We have been advised that the Dexcom G6 is the most suitable CGM for him. With regards to the pump we have been advised our local NHS can provide either: Medtronic Minimed, tandem tslim or the omnipod. Do any other parents on here have experience with CGMs and insulin pumps for kids a similar age to our son that could provide advice on their experience? Sorry if there is another thread about this, but I couldn’t find one!

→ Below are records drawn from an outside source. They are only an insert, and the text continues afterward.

//! # Queue Namespaces
//!
//! The ingestion core watches two parallel namespaces of queue names: the
//! production set and a dev set derived by the uniform `"eggi-" ->
//! `"eggi-dev-"` substitution. The environment is modeled as an explicit
//! two-element enum over precomputed name lists so the hot path never
//! rewrites strings (and double-substitution cannot occur).

/// Prefix shared by every production queue name.
pub const PROD_PREFIX: &str = "eggi-";

/// Prefix marking a dev-environment queue name.
pub const DEV_PREFIX: &str = "eggi-dev-";

/// Main pipeline queues, production names.
pub const MAIN_QUEUES: [&str; 3] = [
    "eggi-mapping-service-profiles-to-analyse",
    "eggi-profiles-to-analyse-preparation",
    "eggi-profile-analysis-completed-supabase-sync",
];

/// Dead-letter queues, production names.
pub const DLQ_QUEUES: [&str; 3] = [
    "eggi-mapping-service-profiles-dlq",
    "eggi-profile-analysis-preparation-dlq",
    "eggi-profile-analysis-completed-supabase-sync-dlq",
];

/// Default event-stream queue consumed by the stream poller.
pub const DEFAULT_EVENT_QUEUE: &str = "eggi-profile-analysis-events";

/// Map a production queue name to its dev-environment counterpart.
///
/// Idempotent: a name already carrying the dev marker is returned as-is,
/// so applying the substitution twice is a no-op beyond the first.
pub fn dev_queue_name(name: &str) -> String {
    if name.starts_with(DEV_PREFIX) {
        return name.to_string();
    }
    match name.strip_prefix(PROD_PREFIX) {
        Some(rest) => format!("{DEV_PREFIX}{rest}"),
        None => name.to_string(),
    }
}

/// Map a dev queue name back to its production counterpart.
pub fn prod_queue_name(name: &str) -> String {
    match name.strip_prefix(DEV_PREFIX) {
        Some(rest) => format!("{PROD_PREFIX}{rest}"),
        None => name.to_string(),
    }
}

/// Active queue namespace.
#[derive(Debug, Clone, Copy, PartialEq, Eq)]
pub enum QueueEnv {
    Prod,
    Dev,
}

impl QueueEnv {
    pub fn from_dev_flag(use_dev_queues: bool) -> Self {
        if use_dev_queues {
            Self::Dev
        } else {
            Self::Prod
        }
    }

    /// Main queue names for this environment.
    pub fn main_queues(self) -> Vec<String> {
        self.template(&MAIN_QUEUES)
    }

    /// Dead-letter queue names for this environment.
    pub fn dlq_queues(self) -> Vec<String> {
        self.template(&DLQ_QUEUES)
    }

    /// Every queue name sampled by the depth poller in this environment.
    pub fn all_queues(self) -> Vec<String> {
        let mut names = self.main_queues();
        names.extend(self.dlq_queues());
        names
    }

    /// Event-stream queue name for this environment.
    pub fn event_queue(self, prod_name: &str) -> String {
        match self {
            Self::Prod => prod_queue_name(prod_name),
            Self::Dev => dev_queue_name(prod_name),
        }
    }

    /// The same queue's name in the opposite environment. Used by the
    /// published-state fallback when the active environment has no data
    /// yet for a name.
    pub fn counterpart(self, name: &str) -> String {
        match self {
            Self::Prod => dev_queue_name(name),
            Self::Dev => prod_queue_name(name),
        }
    }

    fn template(self, prod_names: &[&str]) -> Vec<String> {
        prod_names
            .iter()
            .map(|name| match self {
                Self::Prod => (*name).to_string(),
                Self::Dev => dev_queue_name(name),
            })
            .collect()
    }
}

#[cfg(test)]
mod tests {
    use super::*;

    #[test]
    fn dev_substitution_is_idempotent() {
        for name in MAIN_QUEUES.iter().chain(DLQ_QUEUES.iter()) {
            let once = dev_queue_name(name);
            let twice = dev_queue_name(&once);
            assert_eq!(once, twice, "double substitution must be a no-op");
            assert!(once.starts_with(DEV_PREFIX));
        }
    }

    #[test]
    fn dev_and_prod_substitutions_round_trip() {
        let dev = dev_queue_name("eggi-profiles-to-analyse-preparation");
        assert_eq!(dev, "eggi-dev-profiles-to-analyse-preparation");
        assert_eq!(
            prod_queue_name(&dev),
            "eggi-profiles-to-analyse-preparation"
        );
    }

    #[test]
    fn unprefixed_names_pass_through() {
        assert_eq!(dev_queue_name("other-queue"), "other-queue");
        assert_eq!(prod_queue_name("other-queue"), "other-queue");
    }

    #[test]
    fn env_templating_applies_uniformly() {
        let prod = QueueEnv::Prod.all_queues();
        let dev = QueueEnv::Dev.all_queues();
        assert_eq!(prod.len(), 6);
        assert_eq!(dev.len(), 6);
        for (p, d) in prod.iter().zip(dev.iter()) {
            assert_eq!(dev_queue_name(p), *d);
            assert_eq!(prod_queue_name(d), *p);
        }
    }

    #[test]
    fn counterpart_crosses_environments() {
        let name = "eggi-mapping-service-profiles-dlq";
        assert_eq!(
            QueueEnv::Prod.counterpart(name),
            "eggi-dev-mapping-service-profiles-dlq"
        );
        assert_eq!(
            QueueEnv::Dev.counterpart("eggi-dev-mapping-service-profiles-dlq"),
            name
        );
    }

    #[test]
    fn event_queue_follows_environment() {
        assert_eq!(
            QueueEnv::Prod.event_queue(DEFAULT_EVENT_QUEUE),
            "eggi-profile-analysis-events"
        );
        assert_eq!(
            QueueEnv::Dev.event_queue(DEFAULT_EVENT_QUEUE),
            "eggi-dev-profile-analysis-events"
        );
    }
}
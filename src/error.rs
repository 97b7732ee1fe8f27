//! Structured error handling for the ingestion core.
//!
//! Failures at the queue boundary carry their own taxonomy
//! ([`crate::messaging::QueueError`]) because the pollers react to the
//! variants differently: `NotFound` retains stale state, `Transient` enters
//! backoff. Everything else funnels into [`IngestError`].

use thiserror::Error;

use crate::messaging::QueueError;

/// Result type for ingestion-core operations.
pub type Result<T> = std::result::Result<T, IngestError>;

/// Errors surfaced by the ingestion core.
#[derive(Debug, Error)]
pub enum IngestError {
    /// Invalid or unloadable configuration.
    #[error("configuration error: {0}")]
    Configuration(String),

    /// Fault at the queue service boundary.
    #[error(transparent)]
    Queue(#[from] QueueError),

    /// Session lifecycle misuse (e.g. starting a running session's poller twice).
    #[error("session error: {0}")]
    Session(String),
}

impl IngestError {
    pub fn config<S: Into<String>>(message: S) -> Self {
        Self::Configuration(message.into())
    }

    pub fn session<S: Into<String>>(message: S) -> Self {
        Self::Session(message.into())
    }
}

impl From<config::ConfigError> for IngestError {
    fn from(err: config::ConfigError) -> Self {
        Self::Configuration(err.to_string())
    }
}
//! Session lifecycle integration tests against the in-memory queue service:
//! start/stop semantics, at-least-once deletes, depth-snapshot retention, and
//! the prod/dev environment toggle.

use std::sync::Arc;
use std::time::Duration;

use eggi_ingest::constants::{DEPTH_ERROR, MAX_EVENT_LOGS};
use eggi_ingest::ingest::IngestSession;
use eggi_ingest::model::EventStatus;
use eggi_ingest::queues::{QueueEnv, DEFAULT_EVENT_QUEUE};
use eggi_ingest::test_helpers::{depth_attributes, InMemoryQueueClient};
use eggi_ingest::IngestConfig;

const MAPPING_QUEUE: &str = "eggi-mapping-service-profiles-to-analyse";

fn test_config() -> IngestConfig {
    IngestConfig {
        receive_wait_seconds: 0,
        error_backoff_seconds: 1,
        depth_poll_interval_ms: 10,
        ..IngestConfig::default()
    }
}

/// Client with the full prod fleet registered and zeroed, ready to stream.
fn prod_fleet() -> Arc<InMemoryQueueClient> {
    let client = Arc::new(InMemoryQueueClient::new());
    for name in QueueEnv::Prod.all_queues() {
        client.register_queue(&name);
        client.set_attributes(&name, depth_attributes("0", "0", "0"));
    }
    client.register_queue(DEFAULT_EVENT_QUEUE);
    client
}

async fn settle() {
    tokio::time::sleep(Duration::from_millis(200)).await;
}

#[tokio::test]
async fn valid_messages_are_ingested_and_deleted() {
    let client = prod_fleet();
    let valid_id = client.push_message(
        DEFAULT_EVENT_QUEUE,
        r#"{"event_source":"profile-analysis-completed","payload":{"linkedin_identifier":"jane-doe","job_id":17}}"#,
    );
    let malformed_id = client.push_message(DEFAULT_EVENT_QUEUE, "this is not json");

    let session = IngestSession::new(client.clone(), test_config());
    session.start().await;
    settle().await;

    let snapshot = session.snapshot();
    assert!(snapshot.is_streaming);
    assert_eq!(snapshot.stats.total, 1);
    assert_eq!(snapshot.stats.ok, 1);
    assert_eq!(snapshot.events.len(), 1);
    assert_eq!(snapshot.chart_series.len(), 1);
    assert!(snapshot.events[0].message.contains("jane-doe"));
    assert_eq!(snapshot.events[0].status, EventStatus::Ok);

    // Only the fully consumed message may be delete-batched; the malformed
    // one stays un-deleted for the redrive policy.
    let deleted = client.deleted_ids();
    assert!(deleted.contains(&valid_id));
    assert!(!deleted.contains(&malformed_id));

    session.stop().await;
    assert!(!session.is_streaming());
}

#[tokio::test]
async fn start_resets_rolling_aggregates() {
    let client = prod_fleet();
    let session = IngestSession::new(client, test_config());

    // Seed aggregates outside a stream, as simulate mode does.
    session.publish_events(vec![eggi_ingest::synthetic::synthetic_event(
        &mut rand::thread_rng(),
    )]);
    assert_eq!(session.snapshot().stats.total, 1);

    session.start().await;
    let snapshot = session.snapshot();
    assert_eq!(snapshot.stats.total, 0);
    assert!(snapshot.events.is_empty());
    assert!(snapshot.chart_series.is_empty());

    session.stop().await;
}

#[tokio::test]
async fn start_while_streaming_is_a_no_op() {
    let client = prod_fleet();
    let session = IngestSession::new(client, test_config());

    session.start().await;
    session.publish_events(vec![eggi_ingest::synthetic::synthetic_event(
        &mut rand::thread_rng(),
    )]);

    // A second start must not reset what the first stream accumulated.
    session.start().await;
    assert_eq!(session.snapshot().stats.total, 1);

    session.stop().await;
}

#[tokio::test]
async fn depth_failures_retain_last_known_values() {
    let client = prod_fleet();
    client.set_attributes(MAPPING_QUEUE, depth_attributes("5", "1", "0"));

    let session = IngestSession::new(client.clone(), test_config());
    session.start().await;
    settle().await;

    let row = |snapshot: &eggi_ingest::DashboardSnapshot| {
        snapshot
            .queue_rows
            .iter()
            .find(|row| row.name == MAPPING_QUEUE)
            .cloned()
            .expect("mapping queue row present")
    };

    assert_eq!(row(&session.snapshot()).depths.visible, "5");

    // Every subsequent fetch fails; the published row must keep its value.
    client.fail_attributes(MAPPING_QUEUE, u32::MAX);
    settle().await;
    assert_eq!(row(&session.snapshot()).depths.visible, "5");

    session.stop().await;
}

#[tokio::test]
async fn depth_failure_with_no_prior_value_shows_error_sentinel() {
    let client = prod_fleet();
    client.fail_attributes(MAPPING_QUEUE, u32::MAX);

    let session = IngestSession::new(client, test_config());
    session.start().await;
    settle().await;

    let snapshot = session.snapshot();
    let row = snapshot
        .queue_rows
        .iter()
        .find(|row| row.name == MAPPING_QUEUE)
        .expect("mapping queue row present");
    assert_eq!(row.depths.visible, DEPTH_ERROR);
    assert_eq!(row.depths.in_flight, DEPTH_ERROR);

    session.stop().await;
}

#[tokio::test]
async fn environment_toggle_restarts_and_keeps_depth_snapshots() {
    let client = prod_fleet();
    client.set_attributes(MAPPING_QUEUE, depth_attributes("8", "2", "0"));

    let session = IngestSession::new(client.clone(), test_config());
    session.start().await;
    session.publish_events(vec![eggi_ingest::synthetic::synthetic_event(
        &mut rand::thread_rng(),
    )]);
    settle().await;
    assert!(session.snapshot().stats.total >= 1);

    session.set_use_dev_queues(true).await;

    let snapshot = session.snapshot();
    assert!(snapshot.use_dev_queues);
    assert!(snapshot.is_streaming, "toggle restarts an active stream");
    assert_eq!(snapshot.stats.total, 0, "toggle resets rolling aggregates");
    assert!(snapshot.queue_rows[0].name.starts_with("eggi-dev-"));

    // The dev fleet has produced nothing, so rows fall back to the prod
    // counterpart's last-known values.
    let dev_row = snapshot
        .queue_rows
        .iter()
        .find(|row| row.name.ends_with("mapping-service-profiles-to-analyse"))
        .expect("dev mapping row present");
    assert_eq!(dev_row.depths.visible, "8");

    session.stop().await;
}

#[tokio::test]
async fn stop_is_prompt_and_idempotent() {
    let client = prod_fleet();
    let session = IngestSession::new(client, test_config());

    session.start().await;
    assert!(session.is_streaming());

    // stop() must cancel the in-flight long-poll rather than wait it out.
    let stopped = tokio::time::timeout(Duration::from_secs(2), session.stop()).await;
    assert!(stopped.is_ok(), "stop() completed promptly");
    assert!(!session.is_streaming());

    // A second stop with no running pollers is harmless.
    session.stop().await;

    // The session can stream again after a stop.
    session.start().await;
    assert!(session.is_streaming());
    session.shutdown().await;
    assert!(!session.is_streaming());
}

#[tokio::test]
async fn event_log_stays_bounded_under_sustained_load() {
    let client = prod_fleet();
    for i in 0..(MAX_EVENT_LOGS + 50) {
        client.push_message(
            DEFAULT_EVENT_QUEUE,
            &format!(r#"{{"event_source":"analysis-events","payload":{{"job_id":{i}}}}}"#),
        );
    }

    let session = IngestSession::new(client, test_config());
    session.start().await;
    settle().await;

    let snapshot = session.snapshot();
    assert_eq!(snapshot.stats.total as usize, MAX_EVENT_LOGS + 50);
    assert_eq!(snapshot.events.len(), MAX_EVENT_LOGS);

    session.stop().await;
}
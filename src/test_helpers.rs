//! # Test Helpers
//!
//! An in-memory [`QueueClient`] so session and poller behavior can be tested
//! without a queue service. Messages are handed out once per receive, delete
//! requests are recorded rather than enforced, and attribute fetches support
//! scripted failures.

use std::collections::{HashMap, VecDeque};
use std::fmt;
use std::time::Duration;

use async_trait::async_trait;
use parking_lot::Mutex;

use crate::messaging::{DeleteEntry, QueueClient, QueueError, RawMessage};

const URL_SCHEME: &str = "mem://";

/// Pacing sleep for an empty receive, standing in for the long-poll wait so
/// an idle poller does not spin.
const EMPTY_RECEIVE_PAUSE: Duration = Duration::from_millis(10);

#[derive(Debug, Default)]
struct Inner {
    queues: HashMap<String, VecDeque<RawMessage>>,
    attributes: HashMap<String, HashMap<String, String>>,
    attribute_failures: HashMap<String, u32>,
    deleted: Vec<DeleteEntry>,
    next_id: u64,
}

/// In-memory queue service double.
#[derive(Default)]
pub struct InMemoryQueueClient {
    inner: Mutex<Inner>,
}

impl fmt::Debug for InMemoryQueueClient {
    fn fmt(&self, f: &mut fmt::Formatter<'_>) -> fmt::Result {
        f.debug_struct("InMemoryQueueClient").finish_non_exhaustive()
    }
}

impl InMemoryQueueClient {
    pub fn new() -> Self {
        Self::default()
    }

    /// Register a queue so URL resolution succeeds for it.
    pub fn register_queue(&self, name: &str) {
        let mut inner = self.inner.lock();
        inner.queues.entry(name.to_string()).or_default();
    }

    /// Enqueue a raw body on a queue, registering it as a side effect.
    /// Returns the assigned message id.
    pub fn push_message(&self, name: &str, body: &str) -> String {
        let mut inner = self.inner.lock();
        inner.next_id += 1;
        let message_id = format!("msg-{}", inner.next_id);
        let message = RawMessage {
            message_id: message_id.clone(),
            receipt_handle: format!("rh-{}", inner.next_id),
            body: body.to_string(),
        };
        inner
            .queues
            .entry(name.to_string())
            .or_default()
            .push_back(message);
        message_id
    }

    /// Set the depth attributes reported for a queue.
    pub fn set_attributes(&self, name: &str, attributes: HashMap<String, String>) {
        let mut inner = self.inner.lock();
        inner.queues.entry(name.to_string()).or_default();
        inner.attributes.insert(name.to_string(), attributes);
    }

    /// Make the next `count` attribute fetches for a queue fail.
    pub fn fail_attributes(&self, name: &str, count: u32) {
        self.inner
            .lock()
            .attribute_failures
            .insert(name.to_string(), count);
    }

    /// Message ids that have been delete-batched so far.
    pub fn deleted_ids(&self) -> Vec<String> {
        self.inner
            .lock()
            .deleted
            .iter()
            .map(|entry| entry.id.clone())
            .collect()
    }

    /// Messages still waiting on a queue.
    pub fn remaining(&self, name: &str) -> usize {
        self.inner
            .lock()
            .queues
            .get(name)
            .map_or(0, VecDeque::len)
    }

    fn name_from_url(url: &str) -> &str {
        url.strip_prefix(URL_SCHEME).unwrap_or(url)
    }
}

#[async_trait]
impl QueueClient for InMemoryQueueClient {
    async fn receive(
        &self,
        queue_url: &str,
        max_messages: i32,
        _wait_seconds: i32,
    ) -> Result<Vec<RawMessage>, QueueError> {
        let name = Self::name_from_url(queue_url).to_string();
        let page = {
            let mut inner = self.inner.lock();
            let queue = inner
                .queues
                .get_mut(&name)
                .ok_or_else(|| QueueError::not_found(name.clone()))?;
            let take = usize::try_from(max_messages.max(0)).unwrap_or(0);
            let mut page = Vec::with_capacity(take.min(queue.len()));
            while page.len() < take {
                match queue.pop_front() {
                    Some(message) => page.push(message),
                    None => break,
                }
            }
            page
        };

        if page.is_empty() {
            tokio::time::sleep(EMPTY_RECEIVE_PAUSE).await;
        }
        Ok(page)
    }

    async fn delete_batch(
        &self,
        _queue_url: &str,
        entries: Vec<DeleteEntry>,
    ) -> Result<(), QueueError> {
        self.inner.lock().deleted.extend(entries);
        Ok(())
    }

    async fn get_queue_url(&self, name: &str) -> Result<String, QueueError> {
        let inner = self.inner.lock();
        if inner.queues.contains_key(name) {
            Ok(format!("{URL_SCHEME}{name}"))
        } else {
            Err(QueueError::not_found(name))
        }
    }

    async fn get_attributes(
        &self,
        queue_url: &str,
    ) -> Result<HashMap<String, String>, QueueError> {
        let name = Self::name_from_url(queue_url).to_string();
        let mut inner = self.inner.lock();

        if let Some(remaining) = inner.attribute_failures.get_mut(&name) {
            if *remaining > 0 {
                *remaining -= 1;
                return Err(QueueError::transient(format!(
                    "scripted attribute failure for {name}"
                )));
            }
        }

        Ok(inner.attributes.get(&name).cloned().unwrap_or_default())
    }
}

/// Depth attribute map with the three published counters set.
pub fn depth_attributes(visible: &str, in_flight: &str, delayed: &str) -> HashMap<String, String> {
    use crate::constants::attributes;
    HashMap::from([
        (attributes::VISIBLE.to_string(), visible.to_string()),
        (attributes::IN_FLIGHT.to_string(), in_flight.to_string()),
        (attributes::DELAYED.to_string(), delayed.to_string()),
    ])
}
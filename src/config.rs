//! # Ingestion Configuration
//!
//! Explicit, validated configuration for the ingestion core. Defaults cover
//! local development; production overrides arrive through `EGGI__*`
//! environment variables (e.g. `EGGI__EVENT_QUEUE`,
//! `EGGI__USE_DEV_QUEUES=true`). AWS credentials and region are read
//! separately by the SQS client from the standard AWS environment.

use std::time::Duration;

use serde::{Deserialize, Serialize};

use crate::constants::{
    DEPTH_POLL_INTERVAL, POLL_ERROR_BACKOFF, RECEIVE_MAX_MESSAGES, RECEIVE_WAIT_SECONDS,
};
use crate::error::{IngestError, Result};
use crate::queues::DEFAULT_EVENT_QUEUE;

/// Environment variable prefix for configuration overrides.
const ENV_PREFIX: &str = "EGGI";

/// Runtime configuration for an ingestion session.
#[derive(Debug, Clone, Deserialize, Serialize)]
#[serde(default)]
pub struct IngestConfig {
    /// Production name of the event-stream queue; the dev variant is
    /// derived by the uniform prefix substitution.
    pub event_queue: String,

    /// Messages requested per receive call (SQS allows 1..=10).
    pub receive_max_messages: i32,

    /// Long-poll wait per receive call in seconds (SQS allows 0..=20).
    pub receive_wait_seconds: i32,

    /// Sleep between retries after an adapter fault, in seconds.
    pub error_backoff_seconds: u64,

    /// Queue-depth sampling cadence, in milliseconds.
    pub depth_poll_interval_ms: u64,

    /// Start sessions against the dev queue namespace.
    pub use_dev_queues: bool,
}

impl Default for IngestConfig {
    fn default() -> Self {
        Self {
            event_queue: DEFAULT_EVENT_QUEUE.to_string(),
            receive_max_messages: RECEIVE_MAX_MESSAGES,
            receive_wait_seconds: RECEIVE_WAIT_SECONDS,
            error_backoff_seconds: POLL_ERROR_BACKOFF.as_secs(),
            depth_poll_interval_ms: DEPTH_POLL_INTERVAL.as_millis() as u64,
            use_dev_queues: false,
        }
    }
}

impl IngestConfig {
    /// Load configuration from defaults layered with `EGGI__*` environment
    /// variables, then validate.
    pub fn from_env() -> Result<Self> {
        let loaded: Self = config::Config::builder()
            .add_source(
                config::Environment::with_prefix(ENV_PREFIX)
                    .separator("__")
                    .try_parsing(true),
            )
            .build()?
            .try_deserialize()?;
        loaded.validate()?;
        Ok(loaded)
    }

    /// Reject values the queue service would refuse at runtime.
    pub fn validate(&self) -> Result<()> {
        if self.event_queue.is_empty() {
            return Err(IngestError::config("event_queue must not be empty"));
        }
        if !(1..=10).contains(&self.receive_max_messages) {
            return Err(IngestError::config(format!(
                "receive_max_messages must be 1..=10, got {}",
                self.receive_max_messages
            )));
        }
        if !(0..=20).contains(&self.receive_wait_seconds) {
            return Err(IngestError::config(format!(
                "receive_wait_seconds must be 0..=20, got {}",
                self.receive_wait_seconds
            )));
        }
        if self.depth_poll_interval_ms == 0 {
            return Err(IngestError::config(
                "depth_poll_interval_ms must be positive",
            ));
        }
        Ok(())
    }

    pub fn error_backoff(&self) -> Duration {
        Duration::from_secs(self.error_backoff_seconds)
    }

    pub fn depth_poll_interval(&self) -> Duration {
        Duration::from_millis(self.depth_poll_interval_ms)
    }
}
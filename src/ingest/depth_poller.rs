//! # Queue-Depth Poll Loop
//!
//! Samples approximate depth attributes for every queue in the active
//! environment on a fixed cadence and merges the results into published
//! state. Per-queue failures retain the last-known value: a cycle merges
//! with the previous snapshot, it never replaces it wholesale.

use std::collections::HashMap;
use std::sync::Arc;

use tracing::{debug, info, warn};
use uuid::Uuid;

use crate::config::IngestConfig;
use crate::constants::{attributes, DEPTH_ERROR, DEPTH_UNAVAILABLE};
use crate::messaging::{QueueClient, QueueError};
use crate::model::QueueDepths;
use crate::queues::QueueEnv;
use crate::state::SharedState;

/// Everything one depth-poller run needs.
pub(crate) struct DepthPollerContext {
    pub client: Arc<dyn QueueClient>,
    pub state: Arc<SharedState>,
    pub env: QueueEnv,
    pub config: IngestConfig,
    pub session_id: Uuid,
}

/// Run the depth-sampling loop until the streaming flag is observed false.
pub(crate) async fn run_depth_poller(ctx: DepthPollerContext) {
    let names = ctx.env.all_queues();
    info!(
        session_id = %ctx.session_id,
        env = ?ctx.env,
        queue_count = names.len(),
        "Starting queue-depth poller"
    );

    // URLs are stable for the lifetime of a run; resolve once per queue.
    let mut urls: HashMap<String, String> = HashMap::new();
    let mut ticker = tokio::time::interval(ctx.config.depth_poll_interval());
    ticker.set_missed_tick_behavior(tokio::time::MissedTickBehavior::Delay);

    loop {
        if !ctx.state.is_streaming() {
            break;
        }

        tokio::select! {
            _ = ticker.tick() => {}
            _ = ctx.state.stop_requested() => break,
        }
        if !ctx.state.is_streaming() {
            break;
        }

        let cycle = sample_cycle(&ctx, &names, &mut urls).await;
        if !cycle.is_empty() {
            // One write-lock acquisition per cycle; readers never see a
            // half-merged snapshot.
            ctx.state.with_state(|state| state.merge_queue_depths(cycle));
        }
    }

    info!(session_id = %ctx.session_id, "Queue-depth poller terminated");
}

/// Attempt every queue once and collect the successful fetches. Failed
/// queues are simply absent from the returned map so their last-known
/// values survive the merge.
async fn sample_cycle(
    ctx: &DepthPollerContext,
    names: &[String],
    urls: &mut HashMap<String, String>,
) -> HashMap<String, QueueDepths> {
    let mut cycle = HashMap::with_capacity(names.len());

    for name in names {
        let url = match urls.get(name) {
            Some(url) => url.clone(),
            None => match ctx.client.get_queue_url(name).await {
                Ok(url) => {
                    urls.insert(name.clone(), url.clone());
                    url
                }
                Err(QueueError::NotFound { .. }) => {
                    debug!(queue = %name, "Queue has no URL, retaining stale row");
                    mark_error_if_unknown(ctx, name, &mut cycle);
                    continue;
                }
                Err(e) => {
                    warn!(queue = %name, error = %e, "Queue URL resolution failed");
                    mark_error_if_unknown(ctx, name, &mut cycle);
                    continue;
                }
            },
        };

        match ctx.client.get_attributes(&url).await {
            Ok(attrs) => {
                cycle.insert(name.clone(), depths_from_attributes(&attrs));
            }
            Err(e) => {
                warn!(queue = %name, error = %e,
                    "Attribute fetch failed, retaining last-known value");
                mark_error_if_unknown(ctx, name, &mut cycle);
            }
        }
    }

    cycle
}

/// A failed fetch must never blank a last-known value, but a queue that has
/// never produced data shows the error sentinel instead of staying silent.
/// A value under the counterpart environment's key counts as known: writing
/// the sentinel there would shadow the published fallback.
fn mark_error_if_unknown(
    ctx: &DepthPollerContext,
    name: &str,
    cycle: &mut HashMap<String, QueueDepths>,
) {
    let counterpart = ctx.env.counterpart(name);
    let known = ctx.state.read_state(|state| {
        state.has_queue_depths(name) || state.has_queue_depths(&counterpart)
    });
    if !known {
        cycle.insert(
            name.to_string(),
            QueueDepths::new(DEPTH_ERROR, DEPTH_ERROR, DEPTH_ERROR),
        );
    }
}

/// Project the service's attribute map onto the three published counters.
pub(crate) fn depths_from_attributes(attrs: &HashMap<String, String>) -> QueueDepths {
    let get = |key: &str| {
        attrs
            .get(key)
            .cloned()
            .unwrap_or_else(|| DEPTH_UNAVAILABLE.to_string())
    };
    QueueDepths::new(
        get(attributes::VISIBLE),
        get(attributes::IN_FLIGHT),
        get(attributes::DELAYED),
    )
}

#[cfg(test)]
mod tests {
    use super::*;

    #[test]
    fn attribute_projection_picks_the_three_counters() {
        let attrs = HashMap::from([
            (attributes::VISIBLE.to_string(), "12".to_string()),
            (attributes::IN_FLIGHT.to_string(), "3".to_string()),
            (attributes::DELAYED.to_string(), "0".to_string()),
            ("CreatedTimestamp".to_string(), "1700000000".to_string()),
        ]);

        let depths = depths_from_attributes(&attrs);
        assert_eq!(depths, QueueDepths::new("12", "3", "0"));
    }

    #[test]
    fn missing_attributes_render_the_unavailable_sentinel() {
        let attrs = HashMap::from([(attributes::VISIBLE.to_string(), "5".to_string())]);
        let depths = depths_from_attributes(&attrs);
        assert_eq!(depths.visible, "5");
        assert_eq!(depths.in_flight, DEPTH_UNAVAILABLE);
        assert_eq!(depths.delayed, DEPTH_UNAVAILABLE);
    }
}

Thanks for your anticipated support.

K


----------



## Sally71 (Feb 13, 2021)

If you’re definitely getting Dexcom G6 then the t-slim connects with it and will adjust basal automatically to reduce problems with highs and lows - not perfect, but helps loads!  Medtronic uses different sensors for theirs, it’s not compatible with Dexcom.  Don’t know whether Omnipod can connect with sensors but it has the advantage of being tubeless so nothing to catch on things (although it’s obviously a bit more chunky than the cannulas for the tubed pumps).  My daughter has been pumping since age 6 and we’ve never had a problem with tubes catching on things, it’s usually easy enough to hide the tube under clothing.  Sorry I don’t have any experience of a younger child with a pump.


----------



## Thebearcametoo (Feb 13, 2021)

If you’re going with the dexcom then yeah the tslim is the obvious choice as they connect. Plus it’s a good option with younger children as the basal amounts can be really low. My daughter’s nearly 11 now so a little bit older. She wears a pouch so she can have her pump and phone on her. The dexcom has a follow app so you can see what his readings are and get alerts even if he’s not with you. Will the dexcom be funded? I don’t know if they provide readers with them if they’re funded. We self fund and bought a second hand iphone that’s compatible with the dexcom as it made more sense for her than the reader. Our team have been great with the set up of the pump and CGM. You do end up with a lot of information and it can be tempting to micromanage it so there is a balance to be struck between necessary changes and tinkering. The alerts can be annoying but knowing you’ll get one for night time hypos etc is reassuring. (If you use iPhone there’s the Sugarmate app you can use so that you can turn on do not disturb and still get alerts) 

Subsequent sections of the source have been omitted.